Crakehall Hall is a historic building in Crakehall, a village in North Yorkshire, England.

The building was constructed in the early 18th century. Nikolaus Pevsner describes it as "looking competent and sensible". Jean Burdon, who later ran a scheme for disabled riders, was born in the hall in 1924. The house was Grade II* listed in 1966, along with its garden walls. It was restored in the 2020s.

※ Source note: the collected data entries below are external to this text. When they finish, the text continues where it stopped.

use chrono::{DateTime, Utc};
use std::collections::HashMap;
use std::sync::Arc;
use tokio::sync::RwLock;

use crate::{
    db::store::{ConditionalWrite, UserStore},
    error::AppResult,
    models::{MovieId, UserInteractionRecord, UserListEntry, UserPreferences, UserProfile},
};

/// In-process document store, used for local runs and tests
#[derive(Clone, Default)]
pub struct MemoryUserStore {
    inner: Arc<RwLock<MemoryStoreInner>>,
}

#[derive(Default)]
struct MemoryStoreInner {
    interactions: HashMap<String, UserInteractionRecord>,
    lists: HashMap<String, HashMap<MovieId, UserListEntry>>,
    profiles: HashMap<String, UserProfile>,
    preferences: HashMap<String, UserPreferences>,
    usernames: HashMap<String, String>,
    emails: HashMap<String, String>,
    user_counter: u64,
}

impl MemoryUserStore {
    pub fn new() -> Self {
        Self::default()
    }
}

fn claim(claims: &mut HashMap<String, String>, uid: &str, value: &str) -> bool {
    let owner = claims
        .entry(value.to_lowercase())
        .or_insert_with(|| uid.to_string());
    owner.as_str() == uid
}

fn release(claims: &mut HashMap<String, String>, uid: &str, value: &str) {
    let key = value.to_lowercase();
    if claims.get(&key).map(String::as_str) == Some(uid) {
        claims.remove(&key);
    }
}

#[async_trait::async_trait]
impl UserStore for MemoryUserStore {
    async fn interactions(&self, uid: &str) -> AppResult<Option<UserInteractionRecord>> {
        Ok(self.inner.read().await.interactions.get(uid).cloned())
    }

    async fn record_interaction(
        &self,
        uid: &str,
        movie_id: MovieId,
        at: DateTime<Utc>,
    ) -> AppResult<bool> {
        let mut inner = self.inner.write().await;
        let record = inner
            .interactions
            .entry(uid.to_string())
            .or_insert_with(|| UserInteractionRecord::empty(at));
        Ok(record.record(movie_id, at))
    }

    async fn ensure_interaction_record(&self, uid: &str, at: DateTime<Utc>) -> AppResult<()> {
        let mut inner = self.inner.write().await;
        inner
            .interactions
            .entry(uid.to_string())
            .or_insert_with(|| UserInteractionRecord::empty(at));
        Ok(())
    }

    async fn list_entries(&self, uid: &str) -> AppResult<Vec<UserListEntry>> {
        let inner = self.inner.read().await;
        Ok(inner
            .lists
            .get(uid)
            .map(|entries| entries.values().cloned().collect())
            .unwrap_or_default())
    }

    async fn list_entry(&self, uid: &str, movie_id: MovieId) -> AppResult<Option<UserListEntry>> {
        let inner = self.inner.read().await;
        Ok(inner
            .lists
            .get(uid)
            .and_then(|entries| entries.get(&movie_id))
            .cloned())
    }

    async fn insert_list_entry(&self, uid: &str, entry: &UserListEntry) -> AppResult<bool> {
        let mut inner = self.inner.write().await;
        let entries = inner.lists.entry(uid.to_string()).or_default();
        if entries.contains_key(&entry.movie_id) {
            return Ok(false);
        }
        entries.insert(entry.movie_id, entry.clone());
        Ok(true)
    }

    async fn replace_list_entry(
        &self,
        uid: &str,
        entry: &UserListEntry,
        expected_version: u64,
    ) -> AppResult<ConditionalWrite> {
        let mut inner = self.inner.write().await;
        let Some(current) = inner
            .lists
            .get_mut(uid)
            .and_then(|entries| entries.get_mut(&entry.movie_id))
        else {
            return Ok(ConditionalWrite::Missing);
        };

        if current.version != expected_version {
            return Ok(ConditionalWrite::VersionMismatch);
        }

        *current = entry.clone();
        Ok(ConditionalWrite::Applied)
    }

    async fn remove_list_entry(&self, uid: &str, movie_id: MovieId) -> AppResult<bool> {
        let mut inner = self.inner.write().await;
        Ok(inner
            .lists
            .get_mut(uid)
            .and_then(|entries| entries.remove(&movie_id))
            .is_some())
    }

    async fn profile(&self, uid: &str) -> AppResult<Option<UserProfile>> {
        Ok(self.inner.read().await.profiles.get(uid).cloned())
    }

    async fn save_profile(&self, profile: &UserProfile) -> AppResult<()> {
        let mut inner = self.inner.write().await;
        inner.profiles.insert(profile.uid.clone(), profile.clone());
        Ok(())
    }

    async fn claim_username(&self, uid: &str, username: &str) -> AppResult<bool> {
        let mut inner = self.inner.write().await;
        Ok(claim(&mut inner.usernames, uid, username))
    }

    async fn release_username(&self, uid: &str, username: &str) -> AppResult<()> {
        let mut inner = self.inner.write().await;
        release(&mut inner.usernames, uid, username);
        Ok(())
    }

    async fn claim_email(&self, uid: &str, email: &str) -> AppResult<bool> {
        let mut inner = self.inner.write().await;
        Ok(claim(&mut inner.emails, uid, email))
    }

    async fn release_email(&self, uid: &str, email: &str) -> AppResult<()> {
        let mut inner = self.inner.write().await;
        release(&mut inner.emails, uid, email);
        Ok(())
    }

    async fn preferences(&self, uid: &str) -> AppResult<Option<UserPreferences>> {
        Ok(self.inner.read().await.preferences.get(uid).cloned())
    }

    async fn save_preferences(&self, uid: &str, preferences: &UserPreferences) -> AppResult<()> {
        let mut inner = self.inner.write().await;
        inner.preferences.insert(uid.to_string(), preferences.clone());
        Ok(())
    }

    async fn next_user_id(&self) -> AppResult<u64> {
        let mut inner = self.inner.write().await;
        inner.user_counter += 1;
        Ok(inner.user_counter)
    }

    fn name(&self) -> &'static str {
        "memory"
    }
}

The house is built of stone on a plinth, with chamfered quoins, a sill band, a moulded eaves band, and a hipped stone slate roof. There are three storeys, a symmetrical front of seven bays, and a three-storey rear wing. Three steps lead up to a central Doric porch with two pairs of columns on plinths, a fluted frieze, a cornice and blocking course, and a doorway with a fanlight. The windows are sashes with moulded architraves and keystones. On each side of the house is a brick quadrant wall with stone coping, ramped up at the end to stone piers with domed caps. In the centre of each wall is a doorway with a rusticated architrave and a double keystone. From the right-hand pier runs a high coped stone wall.

Inside the house is an entrance hall with a dado rail, and early doors to the rooms on each side. There is a large staircase with an open well, lit by a Venetian window with Ionic columns. The right-hand front room has early decoration include its overmantel, panelling, dado rail and cornice.